• [WHAT YOU SHOULD DO]: Find every line in the records below that holds the word "descendant", and copy it out.

Items from a data source
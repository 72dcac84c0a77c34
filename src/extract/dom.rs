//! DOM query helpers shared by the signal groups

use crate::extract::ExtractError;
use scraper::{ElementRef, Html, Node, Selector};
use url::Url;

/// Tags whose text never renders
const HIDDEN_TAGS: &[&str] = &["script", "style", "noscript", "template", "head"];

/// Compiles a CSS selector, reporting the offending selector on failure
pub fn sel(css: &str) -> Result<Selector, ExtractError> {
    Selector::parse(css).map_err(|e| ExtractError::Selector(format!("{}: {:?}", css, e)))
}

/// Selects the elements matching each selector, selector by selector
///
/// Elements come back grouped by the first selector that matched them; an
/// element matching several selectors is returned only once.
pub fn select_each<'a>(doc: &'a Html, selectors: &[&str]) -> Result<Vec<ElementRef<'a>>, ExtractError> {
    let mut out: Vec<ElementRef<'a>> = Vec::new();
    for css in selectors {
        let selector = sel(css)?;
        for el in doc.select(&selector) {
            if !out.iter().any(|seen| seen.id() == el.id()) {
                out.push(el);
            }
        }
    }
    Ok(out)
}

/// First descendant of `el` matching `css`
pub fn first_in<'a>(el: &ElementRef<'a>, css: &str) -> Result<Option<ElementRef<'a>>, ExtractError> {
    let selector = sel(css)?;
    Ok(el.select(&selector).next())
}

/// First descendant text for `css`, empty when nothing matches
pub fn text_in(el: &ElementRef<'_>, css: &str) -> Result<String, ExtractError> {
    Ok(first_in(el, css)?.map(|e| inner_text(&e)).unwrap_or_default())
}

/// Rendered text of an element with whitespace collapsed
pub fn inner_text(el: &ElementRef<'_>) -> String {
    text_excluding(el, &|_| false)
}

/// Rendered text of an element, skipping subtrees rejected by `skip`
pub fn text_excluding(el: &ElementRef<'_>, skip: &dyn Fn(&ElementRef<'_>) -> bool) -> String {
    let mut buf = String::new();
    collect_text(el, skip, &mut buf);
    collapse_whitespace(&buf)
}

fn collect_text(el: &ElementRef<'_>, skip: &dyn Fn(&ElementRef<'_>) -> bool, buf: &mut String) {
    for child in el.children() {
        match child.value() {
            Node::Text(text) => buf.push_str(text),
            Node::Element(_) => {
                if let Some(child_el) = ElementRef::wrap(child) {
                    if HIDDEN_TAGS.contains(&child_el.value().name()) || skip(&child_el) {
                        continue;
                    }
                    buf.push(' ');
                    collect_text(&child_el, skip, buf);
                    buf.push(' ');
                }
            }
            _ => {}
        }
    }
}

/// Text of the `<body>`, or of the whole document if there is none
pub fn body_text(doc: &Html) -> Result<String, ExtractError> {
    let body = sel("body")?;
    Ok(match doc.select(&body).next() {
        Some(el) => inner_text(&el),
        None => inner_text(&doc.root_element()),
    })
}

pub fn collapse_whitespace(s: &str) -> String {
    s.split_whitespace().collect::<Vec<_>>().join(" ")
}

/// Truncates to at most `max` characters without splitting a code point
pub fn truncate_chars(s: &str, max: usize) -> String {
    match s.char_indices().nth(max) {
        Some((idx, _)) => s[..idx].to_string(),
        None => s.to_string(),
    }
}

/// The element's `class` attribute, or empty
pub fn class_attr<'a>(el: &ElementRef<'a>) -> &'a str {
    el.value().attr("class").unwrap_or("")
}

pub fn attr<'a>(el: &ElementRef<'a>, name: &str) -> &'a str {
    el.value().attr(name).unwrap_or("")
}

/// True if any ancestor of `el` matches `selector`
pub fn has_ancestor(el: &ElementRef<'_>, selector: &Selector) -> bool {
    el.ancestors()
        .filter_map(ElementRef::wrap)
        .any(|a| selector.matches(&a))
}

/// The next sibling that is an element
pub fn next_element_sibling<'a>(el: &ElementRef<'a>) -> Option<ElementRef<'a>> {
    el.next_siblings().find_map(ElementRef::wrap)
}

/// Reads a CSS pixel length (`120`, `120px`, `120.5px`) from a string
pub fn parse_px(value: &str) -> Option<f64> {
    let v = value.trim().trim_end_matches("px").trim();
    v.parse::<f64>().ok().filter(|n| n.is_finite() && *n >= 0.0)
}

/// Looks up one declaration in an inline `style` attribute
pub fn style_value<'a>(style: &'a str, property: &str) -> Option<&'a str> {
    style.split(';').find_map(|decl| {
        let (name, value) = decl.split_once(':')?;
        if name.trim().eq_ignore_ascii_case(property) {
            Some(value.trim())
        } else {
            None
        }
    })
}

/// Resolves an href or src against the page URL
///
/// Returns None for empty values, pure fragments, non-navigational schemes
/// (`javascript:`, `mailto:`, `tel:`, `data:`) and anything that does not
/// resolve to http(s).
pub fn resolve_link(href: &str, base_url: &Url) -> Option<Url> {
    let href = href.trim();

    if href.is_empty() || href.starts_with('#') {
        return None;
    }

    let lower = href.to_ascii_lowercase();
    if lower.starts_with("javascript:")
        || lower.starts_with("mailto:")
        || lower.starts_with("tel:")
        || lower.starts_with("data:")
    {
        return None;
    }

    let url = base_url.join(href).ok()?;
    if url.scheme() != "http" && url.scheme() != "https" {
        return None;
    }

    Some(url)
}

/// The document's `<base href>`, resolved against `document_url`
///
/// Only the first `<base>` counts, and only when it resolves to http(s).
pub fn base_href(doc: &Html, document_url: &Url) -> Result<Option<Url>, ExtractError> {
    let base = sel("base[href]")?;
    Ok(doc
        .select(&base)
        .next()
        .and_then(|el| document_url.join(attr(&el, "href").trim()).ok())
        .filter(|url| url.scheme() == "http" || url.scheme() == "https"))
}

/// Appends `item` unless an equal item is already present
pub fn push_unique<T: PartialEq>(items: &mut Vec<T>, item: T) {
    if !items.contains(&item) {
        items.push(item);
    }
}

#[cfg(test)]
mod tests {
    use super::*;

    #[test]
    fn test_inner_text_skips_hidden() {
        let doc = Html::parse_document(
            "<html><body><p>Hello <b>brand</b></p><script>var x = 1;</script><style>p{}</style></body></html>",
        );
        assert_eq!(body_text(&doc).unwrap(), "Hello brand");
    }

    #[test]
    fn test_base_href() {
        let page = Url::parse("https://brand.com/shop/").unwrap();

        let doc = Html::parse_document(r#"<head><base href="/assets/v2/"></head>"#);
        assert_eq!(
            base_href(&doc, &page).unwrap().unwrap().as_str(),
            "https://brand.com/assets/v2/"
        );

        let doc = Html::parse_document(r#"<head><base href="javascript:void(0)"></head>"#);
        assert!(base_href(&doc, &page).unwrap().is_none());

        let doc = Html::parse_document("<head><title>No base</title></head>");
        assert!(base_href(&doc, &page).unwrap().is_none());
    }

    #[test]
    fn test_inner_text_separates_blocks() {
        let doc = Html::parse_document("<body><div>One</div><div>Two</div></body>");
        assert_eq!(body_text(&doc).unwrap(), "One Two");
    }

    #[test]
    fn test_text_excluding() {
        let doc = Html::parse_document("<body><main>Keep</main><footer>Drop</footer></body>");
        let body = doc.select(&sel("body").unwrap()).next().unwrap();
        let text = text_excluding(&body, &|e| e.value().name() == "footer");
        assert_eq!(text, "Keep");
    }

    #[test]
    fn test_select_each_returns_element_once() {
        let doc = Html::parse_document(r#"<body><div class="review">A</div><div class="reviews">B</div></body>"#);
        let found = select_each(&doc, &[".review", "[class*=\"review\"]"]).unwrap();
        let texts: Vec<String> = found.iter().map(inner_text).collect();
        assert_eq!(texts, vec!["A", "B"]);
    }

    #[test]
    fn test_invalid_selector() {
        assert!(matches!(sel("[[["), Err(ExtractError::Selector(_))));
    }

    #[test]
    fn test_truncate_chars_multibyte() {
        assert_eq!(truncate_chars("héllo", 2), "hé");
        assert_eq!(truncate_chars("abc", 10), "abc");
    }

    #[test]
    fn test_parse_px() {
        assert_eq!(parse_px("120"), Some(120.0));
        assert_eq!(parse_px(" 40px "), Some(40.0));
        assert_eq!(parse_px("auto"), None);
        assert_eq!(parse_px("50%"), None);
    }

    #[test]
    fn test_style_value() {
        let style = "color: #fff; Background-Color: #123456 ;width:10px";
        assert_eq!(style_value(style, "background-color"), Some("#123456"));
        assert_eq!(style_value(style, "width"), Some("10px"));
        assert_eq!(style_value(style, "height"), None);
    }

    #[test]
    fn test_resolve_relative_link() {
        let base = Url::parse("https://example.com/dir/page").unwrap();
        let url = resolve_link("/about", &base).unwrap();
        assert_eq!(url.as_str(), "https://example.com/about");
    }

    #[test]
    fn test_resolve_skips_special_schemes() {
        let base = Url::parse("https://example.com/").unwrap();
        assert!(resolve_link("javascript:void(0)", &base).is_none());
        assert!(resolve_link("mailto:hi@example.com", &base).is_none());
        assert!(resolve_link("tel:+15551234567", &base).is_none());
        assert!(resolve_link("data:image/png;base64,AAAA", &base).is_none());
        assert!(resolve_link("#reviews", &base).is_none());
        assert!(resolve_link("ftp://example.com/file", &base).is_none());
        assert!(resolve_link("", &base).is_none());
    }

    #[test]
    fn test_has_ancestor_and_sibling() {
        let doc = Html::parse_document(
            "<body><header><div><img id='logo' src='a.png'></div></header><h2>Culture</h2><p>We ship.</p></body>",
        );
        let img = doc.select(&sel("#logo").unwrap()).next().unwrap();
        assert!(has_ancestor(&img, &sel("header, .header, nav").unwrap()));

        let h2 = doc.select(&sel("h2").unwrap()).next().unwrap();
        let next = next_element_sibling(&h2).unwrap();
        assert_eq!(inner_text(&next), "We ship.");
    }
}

• [EXERCISE SOLUTION]:
/// First descendant of `el` matching `css`
/// First descendant text for `css`, empty when nothing matches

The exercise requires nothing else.